The obvious reason those kids will see themselves as black is that the Spanish/Hispanic (and, I guess, French/Francophone) cultural sphere, unlike the North American Anglo-Saxon one, includes the concepts of mestizo and mulatto, and accordingly lacks the legal concept of the white race as the separate and dominant racial group, which originates from Virginia in the late 17th Century, as far as I know. It has everything to do with the cultural legacy of the One Drop Rule. Those kids, if born in Britain, France or Spain etc., will not see themselves as nonwhite, because their societies lack the concept of whiteness as an identity.

That article confused me. It feels like it was written from an alternate reality.

The GOP establishment argued in its famous “postmortem” that Republicans could never win enough Hispanics to triumph nationally unless they moderated on immigration, while Tea Party stalwarts and crypto-WNs claimed Latinos would never be conservative, and would just flood the country like Orcs voting for more handouts at the expense of the beleaguered white middle class, who wouldn’t have the numbers to electorally defend themselves. 10 years later it seems all of these factions were comically wrong in their predictions.

No they weren't. Biden won the Hispanic vote by 20+ points as did Clinton.

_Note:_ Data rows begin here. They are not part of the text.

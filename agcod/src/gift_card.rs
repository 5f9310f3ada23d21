// Licensed to the Apache Software Foundation (ASF) under one
// or more contributor license agreements.  See the NOTICE file
// distributed with this work for additional information
// regarding copyright ownership.  The ASF licenses this file
// to you under the Apache License, Version 2.0 (the
// "License"); you may not use this file except in compliance
// with the License.  You may obtain a copy of the License at
//
//   http://www.apache.org/licenses/LICENSE-2.0
//
// Unless required by applicable law or agreed to in writing,
// software distributed under the License is distributed on an
// "AS IS" BASIS, WITHOUT WARRANTIES OR CONDITIONS OF ANY
// KIND, either express or implied.  See the License for the
// specific language governing permissions and limitations
// under the License.

//! Gift card client with convenience constructors.

pub use agcod_gift_card::*;

#[cfg(feature = "default-context")]
use crate::{default_context, Result};

/// Create a [`GiftCardClient`] from the process environment.
///
/// Uses [`default_context`] and [`Config::from_env`], so
/// `AGCOD_PARTNER_ID` must be set. Credentials come from
/// `AGCOD_ACCESS_KEY_ID` / `AGCOD_SECRET_ACCESS_KEY`, falling back to the
/// `AWS_*` variables.
///
/// Use the `with_*` methods to customise it:
///
/// ```no_run
/// # fn example() -> agcod::Result<()> {
/// use agcod::gift_card::{default_client, RandomRequestId, StaticCredentialProvider};
///
/// let client = default_client()?
///     .with_credential_provider(StaticCredentialProvider::new(
///         "my-access-key",
///         "my-secret-key",
///     ))
///     .with_request_id_generator(RandomRequestId::default());
/// # Ok(())
/// # }
/// ```
#[cfg(feature = "default-context")]
pub fn default_client() -> Result<GiftCardClient> {
    let ctx = default_context();
    let config = Config::from_env(&ctx)?;
    GiftCardClient::new(ctx, config)
}
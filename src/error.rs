use dicom::core::Tag;
use std::path::PathBuf;
use thiserror::Error;

/// Every way a conversion can fail.
///
/// The [`Display`](std::fmt::Display) text is meant for humans, while
/// [`ConversionError::code`] returns a stable identifier that callers and
/// tests can branch on.
#[derive(Debug, Error)]
pub enum ConversionError {
    #[error("No DICOM files found in the input")]
    NoDicomFilesFound,

    #[error("Compressed DICOM input requires gdcmconv, which could not be found")]
    DecompressorNotFound,

    #[error("Failed to decompress {path}: {reason}")]
    Decompression { path: PathBuf, reason: String },

    #[error("The DICOM files do not contain volumetric image data")]
    NonImagingDicom,

    #[error("Unsupported data: {0}")]
    UnsupportedData(String),

    #[error("Enhanced (multiframe) DICOM with implicit VR transfer syntax is not supported")]
    ImplicitVrEnhancedDicom,

    #[error("Missing DICOM files: {0}")]
    MissingDicomFiles(String),

    #[error("At least 4 slices are needed for a volume, found {0}")]
    TooFewSlices(usize),

    #[error("Image orientations are not consistent through all slices")]
    OrientationInconsistent,

    #[error("Volume is not orthogonal (gantry tilt or non cubical image)")]
    NonCubicalImage,

    #[error("Slice increment is not consistent through all slices")]
    SliceIncrementInconsistent,

    #[error("Slices do not form a volume: {0}")]
    NotAVolume(String),

    #[error("Acquisition numbers of the mosaics are not strictly increasing")]
    InconsistentAcquisitionNumbers,

    #[error("Siemens DTI conversion requires a head first supine (HFS) patient position")]
    SiemensDtiNotHfs,

    #[error("Unable to determine the Siemens mosaic layout: {0}")]
    MosaicTypeNotSupported(String),

    #[error("Missing DICOM tag {0}")]
    MissingTag(Tag),

    #[error("Failed to decode tag {tag}: {reason}")]
    TagDecoding { tag: Tag, reason: String },

    #[error("Invalid pixel data: {0}")]
    InvalidPixelData(String),

    #[error("IO error: {0}")]
    Io(#[from] std::io::Error),

    #[error("DICOM error: {0}")]
    Dicom(#[from] dicom::object::ReadError),

    #[error("NIfTI error: {0}")]
    Nifti(#[from] nifti::NiftiError),
}

impl ConversionError {
    /// Machine readable error code.
    pub fn code(&self) -> &'static str {
        match self {
            ConversionError::NoDicomFilesFound => "NO_DICOM_FILES_FOUND",
            ConversionError::DecompressorNotFound => "GDCMCONV_NOT_FOUND",
            ConversionError::Decompression { .. } => "DECOMPRESSION_FAILED",
            ConversionError::NonImagingDicom => "NON_IMAGING_DICOM_FILES",
            ConversionError::UnsupportedData(_) => "UNSUPPORTED_DATA",
            ConversionError::ImplicitVrEnhancedDicom => "IMPLICIT_VR_ENHANCED_DICOM",
            ConversionError::MissingDicomFiles(_) => "MISSING_DICOM_FILES",
            ConversionError::TooFewSlices(_) => "TOO_FEW_SLICES",
            ConversionError::OrientationInconsistent => "IMAGE_ORIENTATION_INCONSISTENT",
            ConversionError::NonCubicalImage => "NON_CUBICAL_IMAGE",
            ConversionError::SliceIncrementInconsistent => "SLICE_INCREMENT_INCONSISTENT",
            ConversionError::NotAVolume(_) => "NOT_A_VOLUME",
            ConversionError::InconsistentAcquisitionNumbers => "INCONSISTENT_ACQUISITION_NUMBERS",
            ConversionError::SiemensDtiNotHfs => "SIEMENS_DTI_NOT_HFS",
            ConversionError::MosaicTypeNotSupported(_) => "MOSAIC_TYPE_NOT_SUPPORTED",
            ConversionError::MissingTag(_) => "MISSING_DICOM_TAG",
            ConversionError::TagDecoding { .. } => "TAG_DECODING_ERROR",
            ConversionError::InvalidPixelData(_) => "INVALID_PIXEL_DATA",
            ConversionError::Io(_) => "IO_ERROR",
            ConversionError::Dicom(_) => "DICOM_READ_ERROR",
            ConversionError::Nifti(_) => "NIFTI_WRITE_ERROR",
        }
    }

    /// Whether the error comes from a geometric check that
    /// [`ValidationSettings`](crate::validation::ValidationSettings) can disable.
    pub fn is_validation(&self) -> bool {
        matches!(
            self,
            ConversionError::TooFewSlices(_)
                | ConversionError::OrientationInconsistent
                | ConversionError::NonCubicalImage
                | ConversionError::SliceIncrementInconsistent
                | ConversionError::ImplicitVrEnhancedDicom
        )
    }
}

pub type Result<T, E = ConversionError> = std::result::Result<T, E>;

#[cfg(test)]
mod tests {
    use super::*;

    #[test]
    fn codes_are_independent_of_messages() {
        let error = ConversionError::TooFewSlices(3);
        assert_eq!(error.code(), "TOO_FEW_SLICES");
        assert!(error.to_string().contains('3'));
        assert!(error.is_validation());
        assert!(!ConversionError::NoDicomFilesFound.is_validation());
    }
}
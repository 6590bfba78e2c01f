use crate::accessor::TagAccess;
use crate::dicom_tags;
use crate::enums::DataType;
use crate::error::{ConversionError, Result};

use dicom::core::Tag;
use dicom::object::mem::InMemElement;
use dicom::object::{DefaultDicomObject, open_file};
use dicom::pixeldata::{ConvertOptions, ModalityLutOption, PixelDecoder, VoiLutOption};
use dicom_dictionary_std::tags;
use nalgebra::Vector3;
use ndarray::{ArrayD, s};
use std::path::{Path, PathBuf};

/// Pixel values together with the type they are meant to be stored as.
///
/// Values are held as `f64`, which is exact for every supported integer
/// width, so rescaling and stacking never lose information before the
/// final cast in the NIfTI writer.
#[derive(Clone, Debug, PartialEq)]
pub struct PixelBlock {
    pub data: ArrayD<f64>,
    pub dtype: DataType,
}

impl PixelBlock {
    pub fn new(data: ArrayD<f64>, dtype: DataType) -> Self {
        Self { data, dtype }
    }

    /// Smallest and largest value, `None` for an empty block.
    pub fn min_max(&self) -> Option<(f64, f64)> {
        self.data.iter().fold(None, |acc, &v| match acc {
            None => Some((v, v)),
            Some((lo, hi)) => Some((lo.min(v), hi.max(v))),
        })
    }
}

/// One DICOM file: a single 2D image, a mosaic or an enhanced multiframe object.
#[derive(Clone, Debug)]
pub struct DicomSlice {
    path: PathBuf,
    object: DefaultDicomObject,
}

impl DicomSlice {
    pub fn new(path: impl Into<PathBuf>, object: DefaultDicomObject) -> Self {
        Self {
            path: path.into(),
            object,
        }
    }

    pub fn open(path: impl AsRef<Path>) -> Result<Self> {
        let path = path.as_ref();
        let object = open_file(path)?;
        Ok(Self::new(path, object))
    }

    pub fn path(&self) -> &Path {
        &self.path
    }

    pub fn object(&self) -> &DefaultDicomObject {
        &self.object
    }

    pub fn transfer_syntax(&self) -> &str {
        self.object
            .meta()
            .transfer_syntax()
            .trim_end_matches(['\0', ' '])
    }

    pub fn sop_class_uid(&self) -> &str {
        self.object
            .meta()
            .media_storage_sop_class_uid()
            .trim_end_matches(['\0', ' '])
    }

    pub fn is_enhanced_mr(&self) -> bool {
        self.sop_class_uid() == dicom_tags::ENHANCED_MR_IMAGE_STORAGE
    }

    pub fn manufacturer(&self) -> String {
        self.string(tags::MANUFACTURER)
            .unwrap_or_default()
            .to_uppercase()
    }

    pub fn modality(&self) -> String {
        self.string(tags::MODALITY).unwrap_or_default().to_uppercase()
    }

    /// ImageType values, upper cased.
    pub fn image_type(&self) -> Vec<String> {
        self.strings(tags::IMAGE_TYPE)
            .into_iter()
            .map(|s| s.to_uppercase())
            .collect()
    }

    pub fn instance_number(&self) -> Option<i64> {
        self.int(tags::INSTANCE_NUMBER)
    }

    pub fn acquisition_number(&self) -> Option<i64> {
        self.int(tags::ACQUISITION_NUMBER)
    }

    pub fn series_instance_uid(&self) -> Option<String> {
        self.string(tags::SERIES_INSTANCE_UID)
    }

    pub fn image_position(&self) -> Option<Vector3<f64>> {
        let values = self.floats(tags::IMAGE_POSITION_PATIENT)?;
        (values.len() >= 3).then(|| Vector3::new(values[0], values[1], values[2]))
    }

    /// Row and column direction cosines.
    pub fn image_orientation(&self) -> Option<(Vector3<f64>, Vector3<f64>)> {
        let v = self.floats(tags::IMAGE_ORIENTATION_PATIENT)?;
        (v.len() >= 6).then(|| {
            (
                Vector3::new(v[0], v[1], v[2]),
                Vector3::new(v[3], v[4], v[5]),
            )
        })
    }

    /// PixelSpacing as stored: (row spacing, column spacing).
    pub fn pixel_spacing(&self) -> Option<(f64, f64)> {
        let values = self.floats(tags::PIXEL_SPACING)?;
        (values.len() >= 2).then(|| (values[0], values[1]))
    }

    pub fn require_position(&self) -> Result<Vector3<f64>> {
        self.image_position()
            .ok_or(ConversionError::MissingTag(tags::IMAGE_POSITION_PATIENT))
    }

    pub fn require_orientation(&self) -> Result<(Vector3<f64>, Vector3<f64>)> {
        self.image_orientation()
            .ok_or(ConversionError::MissingTag(tags::IMAGE_ORIENTATION_PATIENT))
    }

    pub fn require_spacing(&self) -> Result<(f64, f64)> {
        self.pixel_spacing()
            .ok_or(ConversionError::MissingTag(tags::PIXEL_SPACING))
    }

    pub fn rows(&self) -> Result<usize> {
        Ok(self.require_int(tags::ROWS)? as usize)
    }

    pub fn columns(&self) -> Result<usize> {
        Ok(self.require_int(tags::COLUMNS)? as usize)
    }

    pub fn number_of_frames(&self) -> usize {
        self.int(tags::NUMBER_OF_FRAMES)
            .filter(|&n| n > 0)
            .map_or(1, |n| n as usize)
    }

    pub fn repetition_time(&self) -> Option<f64> {
        self.float(tags::REPETITION_TIME)
    }

    pub fn echo_time(&self) -> Option<f64> {
        self.float(tags::ECHO_TIME)
    }

    pub fn spacing_between_slices(&self) -> Option<f64> {
        self.float(tags::SPACING_BETWEEN_SLICES)
    }

    pub fn slice_thickness(&self) -> Option<f64> {
        self.float(tags::SLICE_THICKNESS)
    }

    pub fn patient_position(&self) -> Option<String> {
        self.string(tags::PATIENT_POSITION)
    }

    /// Storage type of the pixel cells.
    pub fn pixel_type(&self) -> Result<DataType> {
        let bits = self.require_int(tags::BITS_ALLOCATED)? as u16;
        let signed = self.int(tags::PIXEL_REPRESENTATION).unwrap_or(0) == 1;
        DataType::from_pixel_format(bits, signed).ok_or_else(|| {
            ConversionError::UnsupportedData(format!("{} bits allocated per pixel", bits))
        })
    }

    /// Decode the pixel data into `(frames, rows, columns)`.
    ///
    /// Values are the stored values: no modality or VOI LUT is applied,
    /// rescaling happens later per vendor.
    pub fn pixel_frames(&self) -> Result<PixelBlock> {
        let samples = self.int(tags::SAMPLES_PER_PIXEL).unwrap_or(1);
        if samples != 1 {
            return Err(ConversionError::UnsupportedData(format!(
                "{} samples per pixel",
                samples
            )));
        }
        let dtype = self.pixel_type()?;
        let (frames, rows, columns) = (self.number_of_frames(), self.rows()?, self.columns()?);
        let element = self
            .element_of(tags::PIXEL_DATA)
            .ok_or(ConversionError::MissingTag(tags::PIXEL_DATA))?;
        // native data only, encapsulated fragments are checked by the decoder
        if let Ok(bytes) = element.to_bytes() {
            let expected = frames * rows * columns * (dtype.bits() / 8) as usize;
            if bytes.len() < expected {
                return Err(ConversionError::InvalidPixelData(format!(
                    "expected {} bytes of pixel data, found {}",
                    expected,
                    bytes.len()
                )));
            }
        }

        let options = ConvertOptions::new()
            .with_modality_lut(ModalityLutOption::None)
            .with_voi_lut(VoiLutOption::Identity);
        let mut data = self
            .object
            .decode_pixel_data()
            .map_err(|e| ConversionError::InvalidPixelData(e.to_string()))?
            .to_ndarray_with_options::<f64>(&options)
            .map_err(|e| ConversionError::InvalidPixelData(e.to_string()))?
            .slice_move(s![.., .., .., 0]);
        if data.dim() != (frames, rows, columns) {
            return Err(ConversionError::InvalidPixelData(format!(
                "decoded {:?}, expected ({}, {}, {})",
                data.dim(),
                frames,
                rows,
                columns
            )));
        }

        let bits_stored = self
            .int(tags::BITS_STORED)
            .filter(|&b| b > 0)
            .map_or(dtype.bits(), |b| b as u32);
        if dtype.is_signed() && bits_stored < dtype.bits() {
            data.mapv_inplace(|v| sign_extend(v, bits_stored));
        }
        Ok(PixelBlock::new(data.into_dyn(), dtype))
    }
}

impl TagAccess for DicomSlice {
    fn element_of(&self, tag: Tag) -> Option<&InMemElement> {
        self.object.element_opt(tag).ok().flatten()
    }
}

/// Reads the low `bits` of a stored value as two's complement.
fn sign_extend(value: f64, bits: u32) -> f64 {
    let value = value as i64;
    let low = value & ((1_i64 << bits) - 1);
    if low & (1_i64 << (bits - 1)) != 0 {
        (low - (1_i64 << bits)) as f64
    } else {
        low as f64
    }
}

He's being really smug about this even though he was factually wrong and anyone can easily check it in seconds.

And Trump is ahead on Hispanics right now. Pledge to make immigration easier and he'd be even more ahead than he currently is.

Assumes facts not in evidence. Given that most Hispanic voters are from places like Mexico and Puerto Rico, and the new migrants are from places like Ecuador and El Salvador, there isn't good evidence that they particularly want those people coming in. Intra-Hispanic racism is very strong, likely stronger than anti-Irish/Italian sentiment ever was in America. It is a big mistake to imagine that non-whites abide by anything similar to the thought processes that govern whites, particularly urban liberal whites who dominate the discourse.